Hsu and Hsu 15 described a case of a young manual laborer with osteogenesis imperfecta who suffered FOOSH injury 3 months prior to presentation that was treated with immobilization. 15 He was discovered to have an isolated chronic Teisen V pattern lunate fracture. They performed a dorsal open reduction and placed two microscrews (16 and 14 mm) across the fracture for fixation. This patient had bony union and resolution of symptoms at 7 months after operative fixation.

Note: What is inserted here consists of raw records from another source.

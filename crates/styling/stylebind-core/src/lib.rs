//! Stylebind Core (engine-agnostic)
//!
//! Per-element styling contexts that merge class and style bindings coming
//! from a template and any number of directives, resolve conflicts by
//! directive priority, and flush only what changed to a [`Renderer`].
//!
//! Typical flow: build a template context from static attributes, declare each
//! directive's single bindings with
//! [`StylingContext::update_context_with_bindings`], [`StylingContext::alloc`]
//! a copy per element, then per tick write values with
//! [`StylingContext::update_style_prop`] / [`StylingContext::update_class_prop`] /
//! [`StylingContext::update_styling_map`] and flush with
//! [`StylingContext::render_styling`].

pub mod attrs;
pub mod bindings;
pub mod config;
pub mod context;
pub mod error;
pub mod flags;
pub mod ids;
pub mod initial;
pub mod offsets;
pub mod player;
pub mod registry;
pub mod render;
pub mod sanitize;
pub mod summary;
pub mod update;
pub mod value;

// Re-exports for consumers (adapters)
pub use attrs::{AttrMarker, StaticAttr};
pub use config::Config;
pub use context::{is_animation_prop, Entry, StylingContext};
pub use error::{Result, StylingError};
pub use flags::{EntryFlags, MasterFlags};
pub use ids::{DirectiveId, ElementId};
pub use initial::InitialStylingValues;
pub use player::{
    bind_player_factory, BindingType, BoundPlayerFactory, BuildOutcome, ClassAndStylePlayerBuilder,
    CorePlayerHandler, Player, PlayerBuilder, PlayerFactory, PlayerHandler, PlayerRef,
};
pub use registry::{DirectiveRecord, DirectiveRegistry};
pub use render::{BindingStore, Renderer};
pub use sanitize::{DefaultStyleSanitizer, StyleSanitizer};
pub use summary::{compare_summaries, EntrySummary, FlagSummary};
pub use value::{ClassesValue, MapInput, PropInput, StylesValue, Value};
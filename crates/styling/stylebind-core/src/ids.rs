//! Handles for directives and elements.

use serde::{Deserialize, Serialize};
use std::fmt;

/// Identity of a directive that owns style/class bindings on an element.
/// The template itself has no id and is addressed as `None`.
#[derive(Copy, Clone, Debug, Eq, PartialEq, Hash, Serialize, Deserialize)]
pub struct DirectiveId(pub u32);

/// Opaque handle to the rendering target of a styling context.
#[derive(Copy, Clone, Debug, Eq, PartialEq, Hash, Serialize, Deserialize)]
pub struct ElementId(pub u32);

impl fmt::Display for DirectiveId {
    fn fmt(&self, f: &mut fmt::Formatter<'_>) -> fmt::Result {
        write!(f, "directive#{}", self.0)
    }
}

impl fmt::Display for ElementId {
    fn fmt(&self, f: &mut fmt::Formatter<'_>) -> fmt::Result {
        write!(f, "element#{}", self.0)
    }
}
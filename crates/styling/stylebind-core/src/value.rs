//! Binding values and the comparison rules the update and render passes share.

use indexmap::IndexMap;
use serde::{Deserialize, Serialize};
use std::borrow::Cow;

use crate::flags::EntryFlags;
use crate::player::BoundPlayerFactory;

/// A single style or class value as written by a binding.
///
/// Classes read it as a toggle (truthy = present), styles as a CSS value
/// (`Null` = absent).
#[derive(Clone, Debug, Default, PartialEq, Serialize, Deserialize)]
#[serde(tag = "type", content = "data", rename_all = "lowercase")]
pub enum Value {
    #[default]
    Null,
    Bool(bool),
    Text(String),
    Number(f64),
}

impl Value {
    /// Convenience constructor for text values.
    pub fn text(s: impl Into<String>) -> Self {
        Value::Text(s.into())
    }

    #[inline]
    pub fn is_null(&self) -> bool {
        matches!(self, Value::Null)
    }

    /// Truthiness: `Null`, `false`, empty text, zero and NaN are falsy.
    pub fn is_truthy(&self) -> bool {
        match self {
            Value::Null => false,
            Value::Bool(b) => *b,
            Value::Text(s) => !s.is_empty(),
            Value::Number(n) => *n != 0.0 && !n.is_nan(),
        }
    }

    /// String form used when handing a style value to a renderer or sanitizer.
    pub fn to_css_string(&self) -> Cow<'_, str> {
        match self {
            Value::Null => Cow::Borrowed(""),
            Value::Bool(true) => Cow::Borrowed("true"),
            Value::Bool(false) => Cow::Borrowed("false"),
            Value::Text(s) => Cow::Borrowed(s.as_str()),
            Value::Number(n) => Cow::Owned(n.to_string()),
        }
    }
}

impl From<bool> for Value {
    fn from(b: bool) -> Self {
        Value::Bool(b)
    }
}

impl From<f64> for Value {
    fn from(n: f64) -> Self {
        Value::Number(n)
    }
}

impl From<&str> for Value {
    fn from(s: &str) -> Self {
        Value::Text(s.to_string())
    }
}

impl From<String> for Value {
    fn from(s: String) -> Self {
        Value::Text(s)
    }
}

impl<T: Into<Value>> From<Option<T>> for Value {
    fn from(v: Option<T>) -> Self {
        v.map_or(Value::Null, Into::into)
    }
}

/// Classes written through a map binding: a whitespace separated name list
/// (every name on), or a name to toggle map.
#[derive(Clone, Debug, Default, PartialEq, Serialize, Deserialize)]
#[serde(tag = "type", content = "data", rename_all = "lowercase")]
pub enum ClassesValue {
    #[default]
    Null,
    Names(String),
    Map(IndexMap<String, Value>),
}

/// Styles written through a map binding.
#[derive(Clone, Debug, Default, PartialEq, Serialize, Deserialize)]
#[serde(tag = "type", content = "data", rename_all = "lowercase")]
pub enum StylesValue {
    #[default]
    Null,
    Map(IndexMap<String, Value>),
}

impl ClassesValue {
    pub fn names(s: impl Into<String>) -> Self {
        ClassesValue::Names(s.into())
    }

    pub fn map<K, V, I>(items: I) -> Self
    where
        K: Into<String>,
        V: Into<Value>,
        I: IntoIterator<Item = (K, V)>,
    {
        ClassesValue::Map(
            items
                .into_iter()
                .map(|(k, v)| (k.into(), v.into()))
                .collect(),
        )
    }
}

/// Maps compare in key order: a reordered map is a new input.
fn same_map(a: &IndexMap<String, Value>, b: &IndexMap<String, Value>) -> bool {
    a.len() == b.len() && a.iter().eq(b.iter())
}

impl ClassesValue {
    /// Whether `other` is the same input as `self`, key order included.
    pub(crate) fn same_input(&self, other: &Self) -> bool {
        match (self, other) {
            (ClassesValue::Map(a), ClassesValue::Map(b)) => same_map(a, b),
            _ => self == other,
        }
    }
}

impl StylesValue {
    /// Whether `other` is the same input as `self`, key order included.
    pub(crate) fn same_input(&self, other: &Self) -> bool {
        match (self, other) {
            (StylesValue::Map(a), StylesValue::Map(b)) => same_map(a, b),
            _ => self == other,
        }
    }

    pub fn map<K, V, I>(items: I) -> Self
    where
        K: Into<String>,
        V: Into<Value>,
        I: IntoIterator<Item = (K, V)>,
    {
        StylesValue::Map(
            items
                .into_iter()
                .map(|(k, v)| (k.into(), v.into()))
                .collect(),
        )
    }

    pub(crate) fn props(&self) -> impl Iterator<Item = &str> {
        let map = match self {
            StylesValue::Map(m) => Some(m),
            StylesValue::Null => None,
        };
        map.into_iter().flat_map(|m| m.keys().map(String::as_str))
    }

    pub(crate) fn get(&self, prop: &str) -> Value {
        match self {
            StylesValue::Map(m) => m.get(prop).cloned().unwrap_or_default(),
            StylesValue::Null => Value::Null,
        }
    }
}

/// Input to a map binding update.
#[derive(Clone, Debug)]
pub enum MapInput<T> {
    /// The binding did not change this tick.
    NoChange,
    Value(T),
    /// The value is routed through a player built by the bound factory.
    Bound(BoundPlayerFactory<T>),
}

impl<T> From<T> for MapInput<T> {
    fn from(v: T) -> Self {
        MapInput::Value(v)
    }
}

/// Input to a single property binding update.
#[derive(Clone, Debug)]
pub enum PropInput {
    Value(Value),
    Bound(BoundPlayerFactory<Value>),
}

macro_rules! prop_input_from {
    ($($t:ty),*) => {
        $(impl From<$t> for PropInput {
            fn from(v: $t) -> Self {
                PropInput::Value(v.into())
            }
        })*
    };
}

prop_input_from!(Value, bool, f64, &str, String);

impl From<BoundPlayerFactory<Value>> for PropInput {
    fn from(b: BoundPlayerFactory<Value>) -> Self {
        PropInput::Bound(b)
    }
}

/// Classes treat any truthy value as present; styles treat anything but `Null` as present.
#[inline]
pub fn value_exists(value: &Value, is_class: bool) -> bool {
    if is_class {
        value.is_truthy()
    } else {
        !value.is_null()
    }
}

/// Sanitizable style entries compare by their string form when both sides are set,
/// so a number and its text rendering count as equal. Everything else compares by value.
pub fn has_value_changed(flags: EntryFlags, a: &Value, b: &Value) -> bool {
    let has_values = a.is_truthy() && b.is_truthy();
    if !flags.is_class() && flags.needs_sanitization() && has_values {
        return a.to_css_string() != b.to_css_string();
    }
    a != b
}

/// Ownership rule between directives writing the same single entry.
///
/// A truthy value may only be replaced by a truthy value from a directive of
/// equal or higher priority (lower index), and only cleared by its own owner.
pub fn allow_value_change(
    current: &Value,
    new: &Value,
    current_owner: usize,
    new_owner: usize,
) -> bool {
    if current.is_truthy() {
        if new.is_truthy() {
            return new_owner <= current_owner;
        }
        return current_owner == new_owner;
    }
    true
}
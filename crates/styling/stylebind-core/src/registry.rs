//! Directives that contribute styling to an element, in priority order.

use std::fmt;
use std::rc::Rc;

use crate::ids::DirectiveId;
use crate::sanitize::StyleSanitizer;

/// One registered directive. Index 0 of the registry is always the template.
#[derive(Clone)]
pub struct DirectiveRecord {
    pub(crate) directive: Option<DirectiveId>,
    /// Block of single-binding positions this directive declared, once linked.
    pub(crate) single_prop_block: Option<usize>,
    pub(crate) dirty: bool,
    pub(crate) sanitizer: Option<Rc<dyn StyleSanitizer>>,
}

impl fmt::Debug for DirectiveRecord {
    fn fmt(&self, f: &mut fmt::Formatter<'_>) -> fmt::Result {
        f.debug_struct("DirectiveRecord")
            .field("directive", &self.directive)
            .field("single_prop_block", &self.single_prop_block)
            .field("dirty", &self.dirty)
            .field("sanitizer", &self.sanitizer.is_some())
            .finish()
    }
}

impl DirectiveRecord {
    pub fn directive(&self) -> Option<DirectiveId> {
        self.directive
    }

    pub fn is_dirty(&self) -> bool {
        self.dirty
    }

    pub fn is_linked(&self) -> bool {
        self.single_prop_block.is_some()
    }
}

/// Registry position is priority: lower index wins conflicting writes.
#[derive(Clone, Debug)]
pub struct DirectiveRegistry {
    records: Vec<DirectiveRecord>,
}

impl DirectiveRegistry {
    pub fn new(sanitizer: Option<Rc<dyn StyleSanitizer>>, capacity: usize) -> Self {
        let mut records = Vec::with_capacity(capacity.max(1));
        records.push(DirectiveRecord {
            directive: None,
            single_prop_block: None,
            dirty: false,
            sanitizer,
        });
        Self { records }
    }

    pub fn len(&self) -> usize {
        self.records.len()
    }

    pub fn is_empty(&self) -> bool {
        self.records.is_empty()
    }

    pub fn index_of(&self, directive: Option<DirectiveId>) -> Option<usize> {
        self.records.iter().position(|r| r.directive == directive)
    }

    pub fn get(&self, index: usize) -> Option<&DirectiveRecord> {
        self.records.get(index)
    }

    pub fn iter(&self) -> impl Iterator<Item = &DirectiveRecord> {
        self.records.iter()
    }

    /// Appends an unlinked record for `directive` so it takes its priority slot
    /// before declaring bindings. Returns `None` when it is already registered.
    pub(crate) fn register(&mut self, directive: Option<DirectiveId>) -> Option<usize> {
        if self.index_of(directive).is_some() {
            return None;
        }
        self.records.push(DirectiveRecord {
            directive,
            single_prop_block: None,
            dirty: false,
            sanitizer: None,
        });
        Some(self.records.len() - 1)
    }

    /// Registers `directive` (or links an existing, unlinked record) to the
    /// offsets block `next_block`. Returns `None` when it is already linked.
    pub(crate) fn find_or_patch(
        &mut self,
        directive: Option<DirectiveId>,
        sanitizer: Option<Rc<dyn StyleSanitizer>>,
        next_block: usize,
    ) -> Option<usize> {
        match self.index_of(directive) {
            Some(index) => {
                let record = &mut self.records[index];
                if record.single_prop_block.is_some() {
                    return None;
                }
                record.single_prop_block = Some(next_block);
                if sanitizer.is_some() {
                    record.sanitizer = sanitizer;
                }
                Some(index)
            }
            None => {
                self.records.push(DirectiveRecord {
                    directive,
                    single_prop_block: Some(next_block),
                    dirty: false,
                    sanitizer,
                });
                Some(self.records.len() - 1)
            }
        }
    }

    /// The directive's own sanitizer, falling back to the template's.
    pub fn style_sanitizer(&self, index: usize) -> Option<&Rc<dyn StyleSanitizer>> {
        self.records
            .get(index)
            .and_then(|r| r.sanitizer.as_ref())
            .or_else(|| self.records[0].sanitizer.as_ref())
    }

    pub(crate) fn is_dirty(&self, index: usize) -> bool {
        self.records.get(index).is_some_and(|r| r.dirty)
    }

    pub(crate) fn set_dirty(&mut self, index: usize, dirty: bool) {
        if let Some(r) = self.records.get_mut(index) {
            r.dirty = dirty;
        }
    }
}

#[cfg(test)]
mod tests {
    use super::*;
    use crate::sanitize::DefaultStyleSanitizer;

    #[test]
    fn template_is_first_and_unlinked() {
        let r = DirectiveRegistry::new(None, 4);
        assert_eq!(r.len(), 1);
        assert_eq!(r.index_of(None), Some(0));
        assert!(!r.get(0).unwrap().is_linked());
    }

    #[test]
    fn linking_twice_is_a_no_op() {
        let mut r = DirectiveRegistry::new(None, 4);
        assert_eq!(r.find_or_patch(None, None, 0), Some(0));
        assert_eq!(r.find_or_patch(None, None, 1), None);
        assert_eq!(r.find_or_patch(Some(DirectiveId(7)), None, 1), Some(1));
        assert_eq!(r.find_or_patch(Some(DirectiveId(7)), None, 2), None);
        assert_eq!(r.get(1).unwrap().single_prop_block, Some(1));
    }

    #[test]
    fn registered_directive_is_linked_in_place() {
        let s: Rc<dyn StyleSanitizer> = Rc::new(DefaultStyleSanitizer);
        let mut r = DirectiveRegistry::new(None, 4);
        assert_eq!(r.register(Some(DirectiveId(3))), Some(1));
        assert_eq!(r.register(Some(DirectiveId(3))), None);
        assert_eq!(r.register(None), None);
        assert!(!r.get(1).unwrap().is_linked());

        assert_eq!(r.find_or_patch(Some(DirectiveId(5)), None, 0), Some(2));
        assert_eq!(r.find_or_patch(Some(DirectiveId(3)), Some(s), 1), Some(1));
        assert_eq!(r.get(1).unwrap().single_prop_block, Some(1));
        assert!(r.get(1).unwrap().sanitizer.is_some());
    }

    #[test]
    fn sanitizer_falls_back_to_template() {
        let s: Rc<dyn StyleSanitizer> = Rc::new(DefaultStyleSanitizer);
        let mut r = DirectiveRegistry::new(Some(s), 2);
        r.find_or_patch(Some(DirectiveId(1)), None, 0);
        assert!(r.style_sanitizer(1).is_some());

        let mut bare = DirectiveRegistry::new(None, 2);
        bare.find_or_patch(Some(DirectiveId(1)), None, 0);
        assert!(bare.style_sanitizer(1).is_none());
    }
}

Dana et al 16 described the case of another young male who presented 3 weeks after FOOSH injury while snowboarding with signs and symptoms of scapholunate instability. Imaging revealed a Teisen III lunate fracture, with an avulsed dorsal fragment attached to the scapholunate ligament. An arthroscopic approach was utilized for percutaneous placement of a 3.5 × 13 mm cannulated screw for definitive fixation. The patient returned to full activity after 6 weeks.
Barrera-Ochoa et al 17 described a series of 11 patients who had Teisen V fractures of the lunate in the setting of Lichtman IIIC stage Kienböck's disease. 17 Dorsolateral radial osteotomy and lunate 2 mm headless compression screw fixation through an open dorsal approach was performed for each of these patients with stable union and persistent resolution of symptoms at the 3-year (average) follow-up mark.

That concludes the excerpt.